Exact copies of the line with "async fn set(&self, key: &str, value: &str)" and of all lines after it through the end of the entries are required, and no other lines.

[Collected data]
____

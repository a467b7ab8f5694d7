//! Key/value store whose writes can be switched off

use async_trait::async_trait;
use fieldsync::client::{KeyValueStore, MemoryStore};
use fieldsync::shared::SharedError;
use std::sync::atomic::{AtomicBool, Ordering};

#[derive(Default)]
pub struct FlakyStore {
    inner: MemoryStore,
    fail_writes: AtomicBool,
}

impl FlakyStore {
    pub fn new() -> Self {
        Self::default()
    }

    pub fn fail_writes(&self, fail: bool) {
        self.fail_writes.store(fail, Ordering::SeqCst);
    }
}

#[async_trait]
impl KeyValueStore for FlakyStore {
    async fn get(&self, key: &str) -> Result<Option<String>, SharedError> {
        self.inner.get(key).await
    }

    async fn set(&self, key: &str, value: &str) -> Result<(), SharedError> {
        if self.fail_writes.load(Ordering::SeqCst) {
            return Err(SharedError::storage("disk full"));
        }
        self.inner.set(key, value).await
    }

    async fn remove(&self, key: &str) -> Result<(), SharedError> {
        self.inner.remove(key).await
    }
}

____

__Written solution__:
    async fn set(&self, key: &str, value: &str) -> Result<(), SharedError> {
        if self.fail_writes.load(Ordering::SeqCst) {
            return Err(SharedError::storage("disk full"));
        }
        self.inner.set(key, value).await
    }

    async fn remove(&self, key: &str) -> Result<(), SharedError> {
        self.inner.remove(key).await
    }
}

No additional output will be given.